Selasa 27 Apr 2021 15:38 WIB

Dekati Batas Waktu, Restrukturisasi Jiwasraya Baru 74 Persen

Batas waktu penyelesaian restrukturisasi polis Jiwasraya pada akhir Mei 2021.

Rep: Novita Intan/ Red: Nidia Zuraya
Seorang teller melayani nasabah di kantor pelayanan Jiwasraya.
Foto: Dok. Republika
Seorang teller melayani nasabah di kantor pelayanan Jiwasraya.

REPUBLIKA.CO.ID, JAKARTA-- PT Jiwasraya (Persero) Tbk menyebut saat ini batas waktu penyelesaian restrukturisasi semakin dekat. Saat ini restrukturisasi polis Jiwasraya belum cukup signifikan, khususnya polis dari nasabah ritel.

Adapun batas waktu penyelesaian restrukturisasi polis Jiwasraya jatuh pada akhir Mei mendatang. Tercatat per Jumat (23/4), progres restrukturisasi polis ritel Jiwasraya baru 74,8 persen. 

“Itu berarti masih ada 45.021 nasabah ritel dari total nasabah ritel Jiwasraya yang mencapai 179.253, belum mengikuti program restrukturisasi tersebut,” ujar Koordinator Juru Bicara Tim Percepatan Restrukturisasi Jiwasraya R Mahelan Prabantarikso saat acara dialog Penerapan GCG Industri Asuransi secara virtual, Selasa (27/4).

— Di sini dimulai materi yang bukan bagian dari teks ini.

//! Minimal in-memory metadata model read and written by the transaction core.
//!
//! Only what publishing needs is modelled: partition versions, index
//! visibility, tablets and their replicas. Every database carries one
//! `RwLock` guarding its tables; readers take it for lookups and the state
//! machine takes it exclusively while applying commit or visible edits.

use std::collections::{BTreeMap, BTreeSet, HashMap};
use std::sync::{Arc, RwLock, RwLockReadGuard, RwLockWriteGuard};

use serde::{Deserialize, Serialize};

use crate::{DbId, IndexId, PartitionId, ReplicaId, TableId, TabletId, TxnId, Version, WorkerId};

/// First version every partition starts from.
pub const PARTITION_INIT_VERSION: Version = 1;

#[derive(Serialize, Deserialize, Clone, Copy, Debug, PartialEq, Eq)]
pub enum TableKind {
    /// Replicated tablets stored on worker local disks.
    Olap,
    /// Tablets on shared storage, one serving worker each.
    Lake,
}

#[derive(Serialize, Deserialize, Clone, Copy, Debug, PartialEq, Eq)]
pub enum IndexState {
    Normal,
    /// Index under construction by a schema change.
    Shadow,
}

#[derive(Serialize, Deserialize, Clone, Copy, Debug, PartialEq, Eq)]
pub enum ReplicaState {
    Normal,
    Clone,
    Alter,
    SchemaChange,
    Decommission,
}

/// Where a tablet lives in the catalog.
#[derive(Clone, Copy, Debug, PartialEq, Eq)]
pub struct TabletMeta {
    pub db_id: DbId,
    pub table_id: TableId,
    pub partition_id: PartitionId,
    pub index_id: IndexId,
}

#[derive(Serialize, Deserialize, Clone, Debug, PartialEq, Eq)]
pub struct Replica {
    pub id: ReplicaId,
    pub backend_id: WorkerId,
    pub state: ReplicaState,
    pub version: Version,
    #[serde(default)]
    pub last_failed_version: Version,
    #[serde(default)]
    pub last_success_version: Version,
    #[serde(default)]
    pub path_hash: i64,
    #[serde(default)]
    pub row_count: u64,
}

impl Replica {
    pub fn new(id: ReplicaId, backend_id: WorkerId, version: Version) -> Self {
        Self {
            id,
            backend_id,
            state: ReplicaState::Normal,
            version,
            last_failed_version: -1,
            last_success_version: version,
            path_hash: -1,
            row_count: 0,
        }
    }

    pub fn is_healthy_state(&self) -> bool {
        matches!(self.state, ReplicaState::Normal | ReplicaState::Clone)
    }

    /// Advance the replica after a successful publish of `version`.
    pub fn update_version(&mut self, version: Version) {
        if version > self.version {
            self.version = version;
        }
        if version > self.last_success_version {
            self.last_success_version = version;
        }
        if self.last_failed_version <= self.version {
            self.last_failed_version = -1;
        }
    }

    /// Record that the replica missed `version`.
    pub fn mark_failed(&mut self, version: Version) {
        if version > self.last_failed_version {
            self.last_failed_version = version;
        }
    }
}

#[derive(Serialize, Deserialize, Clone, Debug, PartialEq, Eq)]
pub struct Tablet {
    pub id: TabletId,
    pub replicas: Vec<Replica>,
}

impl Tablet {
    pub fn new(id: TabletId, replicas: Vec<Replica>) -> Self {
        Self { id, replicas }
    }

    /// Majority of the tablet's replicas.
    pub fn quorum(&self) -> usize {
        self.replicas.len() / 2 + 1
    }

    pub fn replica_on(&self, worker_id: WorkerId) -> Option<&Replica> {
        self.replicas.iter().find(|r| r.backend_id == worker_id)
    }

    pub fn replica_on_mut(&mut self, worker_id: WorkerId) -> Option<&mut Replica> {
        self.replicas.iter_mut().find(|r| r.backend_id == worker_id)
    }

    /// Worker serving a lake tablet: the first replica's backend.
    pub fn primary_worker(&self) -> Option<WorkerId> {
        self.replicas.first().map(|r| r.backend_id)
    }
}

#[derive(Serialize, Deserialize, Clone, Debug, PartialEq, Eq)]
pub struct MaterializedIndex {
    pub id: IndexId,
    pub state: IndexState,
    /// Transactions with an id below this do not write to the index.
    #[serde(default)]
    pub visible_txn_id: TxnId,
    pub tablets: Vec<Tablet>,
}

impl MaterializedIndex {
    pub fn new(id: IndexId, tablets: Vec<Tablet>) -> Self {
        Self {
            id,
            state: IndexState::Normal,
            visible_txn_id: 0,
            tablets,
        }
    }

    pub fn shadow(id: IndexId, visible_txn_id: TxnId, tablets: Vec<Tablet>) -> Self {
        Self {
            id,
            state: IndexState::Shadow,
            visible_txn_id,
            tablets,
        }
    }

    pub fn visible_for_txn(&self, txn_id: TxnId) -> bool {
        self.state == IndexState::Normal || txn_id >= self.visible_txn_id
    }
}

#[derive(Serialize, Deserialize, Clone, Debug, PartialEq, Eq)]
pub struct Partition {
    pub id: PartitionId,
    pub visible_version: Version,
    pub visible_version_time: i64,
    /// Next version handed out at commit.
    pub next_version: Version,
    pub indexes: Vec<MaterializedIndex>,
}

impl Partition {
    pub fn new(id: PartitionId, visible_version: Version, indexes: Vec<MaterializedIndex>) -> Self {
        Self {
            id,
            visible_version,
            visible_version_time: 0,
            next_version: visible_version + 1,
            indexes,
        }
    }

    pub fn tablets(&self) -> impl Iterator<Item = &Tablet> {
        self.indexes.iter().flat_map(|idx| idx.tablets.iter())
    }

    pub fn tablets_mut(&mut self) -> impl Iterator<Item = &mut Tablet> {
        self.indexes.iter_mut().flat_map(|idx| idx.tablets.iter_mut())
    }

    /// Tablets a transaction writes to, split into normal and shadow indexes.
    pub fn tablets_for_txn(&self, txn_id: TxnId) -> (Vec<&Tablet>, Vec<&Tablet>) {
        let mut normal = Vec::new();
        let mut shadow = Vec::new();
        for index in self.indexes.iter().filter(|idx| idx.visible_for_txn(txn_id)) {
            match index.state {
                IndexState::Normal => normal.extend(index.tablets.iter()),
                IndexState::Shadow => shadow.extend(index.tablets.iter()),
            }
        }
        (normal, shadow)
    }

    pub fn workers(&self) -> BTreeSet<WorkerId> {
        self.tablets()
            .flat_map(|t| t.replicas.iter().map(|r| r.backend_id))
            .collect()
    }
}

#[derive(Serialize, Deserialize, Clone, Debug, PartialEq, Eq)]
pub struct Table {
    pub id: TableId,
    pub name: String,
    pub kind: TableKind,
    pub partitions: BTreeMap<PartitionId, Partition>,
}

impl Table {
    pub fn new(id: TableId, name: impl Into<String>, kind: TableKind) -> Self {
        Self {
            id,
            name: name.into(),
            kind,
            partitions: BTreeMap::new(),
        }
    }

    pub fn with_partition(mut self, partition: Partition) -> Self {
        self.partitions.insert(partition.id, partition);
        self
    }

    pub fn is_lake(&self) -> bool {
        self.kind == TableKind::Lake
    }
}

#[derive(Default, Debug)]
pub struct DatabaseMeta {
    pub tables: BTreeMap<TableId, Table>,
}

impl DatabaseMeta {
    pub fn partition(&self, table_id: TableId, partition_id: PartitionId) -> Option<&Partition> {
        self.tables.get(&table_id)?.partitions.get(&partition_id)
    }

    pub fn partition_mut(
        &mut self,
        table_id: TableId,
        partition_id: PartitionId,
    ) -> Option<&mut Partition> {
        self.tables
            .get_mut(&table_id)?
            .partitions
            .get_mut(&partition_id)
    }
}

#[derive(Debug)]
pub struct Database {
    pub id: DbId,
    pub name: String,
    meta: RwLock<DatabaseMeta>,
}

impl Database {
    pub fn read(&self) -> RwLockReadGuard<'_, DatabaseMeta> {
        self.meta.read().unwrap()
    }

    pub fn write(&self) -> RwLockWriteGuard<'_, DatabaseMeta> {
        self.meta.write().unwrap()
    }
}

/// Databases plus a tablet inverted index for resolving worker reports.
#[derive(Default, Debug)]
pub struct Catalog {
    dbs: RwLock<BTreeMap<DbId, Arc<Database>>>,
    tablets: RwLock<HashMap<TabletId, TabletMeta>>,
}

impl Catalog {
    pub fn new() -> Self {
        Self::default()
    }

    pub fn create_database(&self, id: DbId, name: impl Into<String>) -> Arc<Database> {
        let mut dbs = self.dbs.write().unwrap();
        dbs.entry(id)
            .or_insert_with(|| {
                Arc::new(Database {
                    id,
                    name: name.into(),
                    meta: RwLock::new(DatabaseMeta::default()),
                })
            })
            .clone()
    }

    pub fn drop_database(&self, id: DbId) -> Option<Arc<Database>> {
        let db = self.dbs.write().unwrap().remove(&id)?;
        self.tablets.write().unwrap().retain(|_, meta| meta.db_id != id);
        Some(db)
    }

    pub fn get_db(&self, id: DbId) -> Option<Arc<Database>> {
        self.dbs.read().unwrap().get(&id).cloned()
    }

    pub fn db_ids(&self) -> Vec<DbId> {
        self.dbs.read().unwrap().keys().copied().collect()
    }

    /// Add (or replace) a table and index its tablets.
    pub fn create_table(&self, db_id: DbId, table: Table) -> bool {
        let Some(db) = self.get_db(db_id) else {
            return false;
        };
        let mut entries = Vec::new();
        for partition in table.partitions.values() {
            for mat in &partition.indexes {
                for tablet in &mat.tablets {
                    let meta = TabletMeta {
                        db_id,
                        table_id: table.id,
                        partition_id: partition.id,
                        index_id: mat.id,
                    };
                    entries.push((tablet.id, meta));
                }
            }
        }
        // Database lock is never held while taking the index lock here; the
        // commit path takes them in the opposite order.
        db.write().tables.insert(table.id, table);
        self.tablets.write().unwrap().extend(entries);
        true
    }

    pub fn drop_table(&self, db_id: DbId, table_id: TableId) -> Option<Table> {
        let db = self.get_db(db_id)?;
        let table = db.write().tables.remove(&table_id)?;
        self.tablets
            .write()
            .unwrap()
            .retain(|_, meta| !(meta.db_id == db_id && meta.table_id == table_id));
        Some(table)
    }

    pub fn drop_partition(
        &self,
        db_id: DbId,
        table_id: TableId,
        partition_id: PartitionId,
    ) -> Option<Partition> {
        let db = self.get_db(db_id)?;
        let partition = db
            .write()
            .tables
            .get_mut(&table_id)?
            .partitions
            .remove(&partition_id)?;
        self.tablets
            .write()
            .unwrap()
            .retain(|_, meta| meta.partition_id != partition_id);
        Some(partition)
    }

    pub fn tablet_meta(&self, tablet_id: TabletId) -> Option<TabletMeta> {
        self.tablets.read().unwrap().get(&tablet_id).copied()
    }

    /// Replica of `tablet_id` hosted on `worker_id`, if both still exist.
    pub fn replica_on(&self, tablet_id: TabletId, worker_id: WorkerId) -> Option<Replica> {
        let meta = self.tablet_meta(tablet_id)?;
        let db = self.get_db(meta.db_id)?;
        let guard = db.read();
        let replica = guard
            .partition(meta.table_id, meta.partition_id)?
            .tablets()
            .find(|t| t.id == tablet_id)?
            .replica_on(worker_id)
            .cloned();
        replica
    }

    /// Apply `f` to the replica of `tablet_id` on `worker_id` under the
    /// database write lock.
    pub fn update_replica<R>(
        &self,
        tablet_id: TabletId,
        worker_id: WorkerId,
        f: impl FnOnce(&mut Replica) -> R,
    ) -> Option<R> {
        let meta = self.tablet_meta(tablet_id)?;
        let db = self.get_db(meta.db_id)?;
        let mut guard = db.write();
        let replica = guard
            .partition_mut(meta.table_id, meta.partition_id)?
            .tablets_mut()
            .find(|t| t.id == tablet_id)?
            .replica_on_mut(worker_id)?;
        Some(f(replica))
    }
}

#[cfg(test)]
mod tests {
    use super::*;

    fn olap_table(table_id: TableId, partition_id: PartitionId) -> Table {
        let tablets = vec![
            Tablet::new(100, vec![Replica::new(1000, 1, 1), Replica::new(1001, 2, 1)]),
            Tablet::new(101, vec![Replica::new(1010, 1, 1), Replica::new(1011, 3, 1)]),
        ];
        Table::new(table_id, "t", TableKind::Olap).with_partition(Partition::new(
            partition_id,
            1,
            vec![MaterializedIndex::new(10, tablets)],
        ))
    }

    #[test]
    fn inverted_index_follows_ddl() {
        let catalog = Catalog::new();
        catalog.create_database(1, "db");
        assert!(catalog.create_table(1, olap_table(2, 3)));
        let meta = catalog.tablet_meta(101).expect("tablet indexed");
        assert_eq!(meta.partition_id, 3);
        assert_eq!(catalog.replica_on(101, 3).map(|r| r.id), Some(1011));

        catalog.drop_partition(1, 2, 3).expect("partition dropped");
        assert!(catalog.tablet_meta(101).is_none());
        assert!(catalog.replica_on(101, 3).is_none());
    }

    #[test]
    fn create_table_requires_database() {
        let catalog = Catalog::new();
        assert!(!catalog.create_table(9, olap_table(2, 3)));
    }

    #[test]
    fn shadow_index_visibility_depends_on_txn_id() {
        let partition = Partition::new(
            1,
            1,
            vec![
                MaterializedIndex::new(10, vec![Tablet::new(1, vec![])]),
                MaterializedIndex::shadow(11, 50, vec![Tablet::new(2, vec![])]),
            ],
        );
        let (normal, shadow) = partition.tablets_for_txn(49);
        assert_eq!(normal.len(), 1);
        assert!(shadow.is_empty());
        let (_, shadow) = partition.tablets_for_txn(50);
        assert_eq!(shadow.iter().map(|t| t.id).collect::<Vec<_>>(), vec![2]);
    }

    #[test]
    fn replica_version_updates_clear_failures() {
        let mut replica = Replica::new(1, 1, 3);
        replica.mark_failed(4);
        assert_eq!(replica.last_failed_version, 4);
        replica.update_version(4);
        assert_eq!(replica.version, 4);
        assert_eq!(replica.last_failed_version, -1);
        replica.update_version(2);
        assert_eq!(replica.version, 4);
    }

    #[test]
    fn update_replica_mutates_in_place() {
        let catalog = Catalog::new();
        catalog.create_database(1, "db");
        catalog.create_table(1, olap_table(2, 3));
        let updated = catalog.update_replica(100, 2, |r| {
            r.path_hash = 77;
            r.id
        });
        assert_eq!(updated, Some(1001));
        assert_eq!(catalog.replica_on(100, 2).map(|r| r.path_hash), Some(77));
    }
}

Menurutnya tim percepatan mengalami kesulitan untuk menjangkau nasabah yang tersebar di 74 cabang di Indonesia. Hal tersebut terkait alamat pengiriman surat nasabah yang tidak sesuai.

 

“Kami mengalami kesulitan terkait surat yang dikirim ke nasabah banyak yang kembali dengan jumlah hingga ribuan. Upaya-upaya akan dilakukan untuk mencari alamat nasabah tersebut agar nanti pada 31 Mei dapat tercover dengan baik,” ucapnya.

Dia menyebut nasabah yang pindah alamat dan mengetahui informasi restrukturisasi ini dapat langsung datang ke kantor cabang terdekat untuk mengikuti program restrukturisasi. Tak hanya nasabah dari ritel, restrukturisasi polis yang berasal dari korporasi juga masih belum mencapai 100 persen. 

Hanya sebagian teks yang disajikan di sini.